3.6 Discussion of Inflammation and Its Implications for Health Morbidities and Mortality Risks

As mentioned above, the immune system attempts to achieve a balance between pro- and anti-inflammatory activity, healing, and then restoration activity to the basal levels needed to support the organism. But what happens when inflammatory equilibrium is not restored? Social, psychological, environmental, and biological factors can shift acute inflammation to low-grade, noninfective systemic chronic inflammation (SCI), drawing a direct line between social conditions and the systems and capacities the body uses to protect itself from invaders. This persistent proinflammatory activity can have various collateral consequences for the body and may be particularly insidious among people from Western, educated, industrialized, rich, and democratic (WEIRD; Gurven and Lieberman 2020) societies (McDade 2023). A key consequence of SCI is increased physiological wear and tear via tissue and organ damage, which elevates numerous morbidity risks (Furman et al. 2019).

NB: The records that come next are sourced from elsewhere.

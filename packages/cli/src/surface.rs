//! Rendering surfaces for the terminal.

use std::io::Write;

use rent_map_navigation::{CameraCommand, RenderingSurface, Scene};
use serde::Serialize;

/// Prints each scene as a plain-text table.
pub struct TerminalSurface<W: Write> {
    out: W,
}

impl<W: Write> TerminalSurface<W> {
    pub const fn new(out: W) -> Self {
        Self { out }
    }

    #[cfg(test)]
    fn into_inner(self) -> W {
        self.out
    }

    fn write_scene(&mut self, scene: &Scene) -> std::io::Result<()> {
        let title = scene
            .selected_region
            .as_deref()
            .unwrap_or("Germany");
        writeln!(self.out)?;
        writeln!(self.out, "== {title} ({} view) ==", scene.level)?;

        if scene.features.is_empty() {
            writeln!(self.out, "  (no boundary data)")?;
        }
        for feature in &scene.features {
            let marker = if scene.selected.as_deref() == Some(feature.name.as_str()) {
                '>'
            } else {
                ' '
            };
            let rent = if feature.rent > 0.0 {
                format!("{:.0}€", feature.rent)
            } else {
                "-".to_string()
            };
            writeln!(
                self.out,
                "{marker} {:<32} {rent:>7}  {}",
                feature.name, feature.fill
            )?;
        }

        if !scene.markers.is_empty() {
            let cities: Vec<&str> = scene.markers.iter().map(|m| m.name.as_str()).collect();
            writeln!(self.out, "  Cities: {}", cities.join(", "))?;
        }
        if let Some(info) = &scene.info {
            writeln!(
                self.out,
                "  Average rent in {}: {:.0}€",
                info.name, info.average_rent
            )?;
        }
        if let Some(legend) = &scene.legend {
            writeln!(
                self.out,
                "  Rents from {:.0}€ to {:.0}€",
                legend.min, legend.max
            )?;
        }
        Ok(())
    }
}

impl<W: Write> RenderingSurface for TerminalSurface<W> {
    fn render(&mut self, scene: &Scene) {
        if let Err(e) = self.write_scene(scene) {
            log::warn!("Failed to print scene: {e}");
        }
    }

    fn apply_camera(&mut self, command: &CameraCommand) {
        let line = match command {
            CameraCommand::FitBounds { bounds, max_zoom, .. } => {
                let center = bounds.center();
                format!(
                    "  Camera: fit around {:.4}, {:.4} (max zoom {max_zoom})",
                    center.lat, center.lon
                )
            }
            CameraCommand::SetView { center, zoom, .. } => {
                format!("  Camera: {:.4}, {:.4} at zoom {zoom}", center.lat, center.lon)
            }
        };
        if let Err(e) = writeln!(self.out, "{line}") {
            log::warn!("Failed to print camera: {e}");
        }
    }

    fn highlight(&mut self, name: Option<&str>) {
        if let Some(name) = name {
            log::debug!("Highlighting {name:?}");
        }
    }
}

/// Keeps the last scene and camera command for printing as JSON.
#[derive(Debug, Default, Serialize)]
#[serde(rename_all = "camelCase")]
pub struct CapturingSurface {
    pub scene: Option<Scene>,
    pub camera: Option<CameraCommand>,
}

impl RenderingSurface for CapturingSurface {
    fn render(&mut self, scene: &Scene) {
        self.scene = Some(scene.clone());
    }

    fn apply_camera(&mut self, command: &CameraCommand) {
        self.camera = Some(*command);
    }
}
//! Read-only queries over the rent table.

use rent_map_rent_models::{RentRange, RentRecord};

use crate::normalize::normalize;

/// Read-only accessor over a [`RentRecord`].
///
/// Every query returns `0` for keys that are not in the table. Missing
/// coverage is expected, not an error.
#[derive(Debug, Clone, Default)]
pub struct RentLookup {
    record: RentRecord,
}

impl RentLookup {
    /// Wraps an already loaded rent table.
    #[must_use]
    pub const fn new(record: RentRecord) -> Self {
        Self { record }
    }

    /// Returns the underlying table.
    #[must_use]
    pub const fn record(&self) -> &RentRecord {
        &self.record
    }

    /// Average rent for a whole city, looked up case-insensitively.
    #[must_use]
    pub fn average_for_city(&self, city_name: &str) -> f64 {
        self.record
            .city_average
            .get(&normalize(city_name))
            .copied()
            .unwrap_or(0.0)
    }

    /// Average rent for a district. The key must already be normalized.
    #[must_use]
    pub fn average_for_district(&self, district_key: &str) -> f64 {
        self.record
            .district_average
            .get(district_key)
            .copied()
            .unwrap_or(0.0)
    }

    /// Average rent for a neighborhood.
    ///
    /// `district_key` must already be normalized; `neighborhood` is matched
    /// verbatim against the names found in the boundary data.
    #[must_use]
    pub fn average_for_neighborhood(&self, district_key: &str, neighborhood: &str) -> f64 {
        self.record
            .neighborhood_rent
            .get(district_key)
            .and_then(|neighborhoods| neighborhoods.get(neighborhood))
            .copied()
            .unwrap_or(0.0)
    }

    /// Cheapest and most expensive neighborhood rent across all districts.
    ///
    /// Non-finite values are ignored. Returns `None` when there are no
    /// neighborhood figures.
    #[must_use]
    pub fn rent_range(&self) -> Option<RentRange> {
        self.record
            .neighborhood_rent
            .values()
            .flat_map(|neighborhoods| neighborhoods.values().copied())
            .filter(|rent| rent.is_finite())
            .fold(None, |range, rent| {
                Some(match range {
                    None => RentRange {
                        min: rent,
                        max: rent,
                    },
                    Some(RentRange { min, max }) => RentRange {
                        min: min.min(rent),
                        max: max.max(rent),
                    },
                })
            })
    }
}

#[cfg(test)]
mod tests {
    use std::collections::BTreeMap;

    use super::*;

    fn lookup() -> RentLookup {
        let mut pankow = BTreeMap::new();
        pankow.insert("Buch".to_string(), 720.0);
        pankow.insert("Prenzlauer Berg".to_string(), 1040.0);

        let mut mitte = BTreeMap::new();
        mitte.insert("Moabit".to_string(), 880.0);

        RentLookup::new(RentRecord {
            city_average: BTreeMap::from([("berlin".to_string(), 850.0)]),
            district_average: BTreeMap::from([
                ("pankow".to_string(), 860.0),
                ("tempelhof-schoeneberg".to_string(), 830.0),
            ]),
            neighborhood_rent: BTreeMap::from([
                ("pankow".to_string(), pankow),
                ("mitte".to_string(), mitte),
            ]),
        })
    }

    #[test]
    fn city_lookup_is_case_insensitive() {
        let rents = lookup();
        assert!((rents.average_for_city("Berlin") - 850.0).abs() < f64::EPSILON);
        assert!((rents.average_for_city("BERLIN") - 850.0).abs() < f64::EPSILON);
    }

    #[test]
    fn absent_keys_return_zero() {
        let rents = lookup();
        assert!(rents.average_for_city("Hamburg") == 0.0);
        assert!(rents.average_for_district("spandau") == 0.0);
        assert!(rents.average_for_neighborhood("pankow", "Atlantis") == 0.0);
        assert!(rents.average_for_neighborhood("spandau", "Buch") == 0.0);
    }

    #[test]
    fn district_lookup_expects_normalized_key() {
        let rents = lookup();
        assert!((rents.average_for_district("tempelhof-schoeneberg") - 830.0).abs() < f64::EPSILON);
        assert!(rents.average_for_district("Tempelhof-Schöneberg") == 0.0);
    }

    #[test]
    fn neighborhood_names_are_verbatim() {
        let rents = lookup();
        assert!(
            (rents.average_for_neighborhood("pankow", "Prenzlauer Berg") - 1040.0).abs()
                < f64::EPSILON
        );
        assert!(rents.average_for_neighborhood("pankow", "prenzlauer-berg") == 0.0);
    }

    #[test]
    fn computes_rent_range() {
        let range = lookup().rent_range().unwrap();
        assert!((range.min - 720.0).abs() < f64::EPSILON);
        assert!((range.max - 1040.0).abs() < f64::EPSILON);
    }

    #[test]
    fn empty_table_has_no_range() {
        assert!(RentLookup::default().rent_range().is_none());
    }
}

In fact, immune system processes are so integral to the dynamics of the body that approximately 50% of all deaths worldwide are now linked to diseases with inflammatory components (Furman et al. 2019; Himmelstein et al. 2015). Common physical morbidities associated with inflammation include physical ailments such as diabetes, cardiovascular disease, cancer, and autoimmune and neurodegenerative disorders, as well as psychological morbidities such as depression, anxiety, and post-traumatic stress disorder (Netea et al. 2017; Quadt et al. 2018; Savitz and Harrison 2018). Inflammatory health conditions are linked to a variety of noxious inputs, including exposure to not only viral, bacterial, or physical trauma but also to other environmental conditions, including exposure to toxins, lack of access to safe physical spaces and healthy foods, and, just as important, psychological stress exposure and socially graded forms of stigmatization and marginalization (Ajilore and Thames 2020; Furman et al. 2019). In the United States, while chronic disease continues to rise among many social groups, racialized and stigmatized groups remain at disproportionately higher risk for experiencing many of these conditions, including more severe depression and anxiety along with post-traumatic stress disorder (Al Kibria 2019; McLaughlin et al. 2019; Uchima et al. 2019).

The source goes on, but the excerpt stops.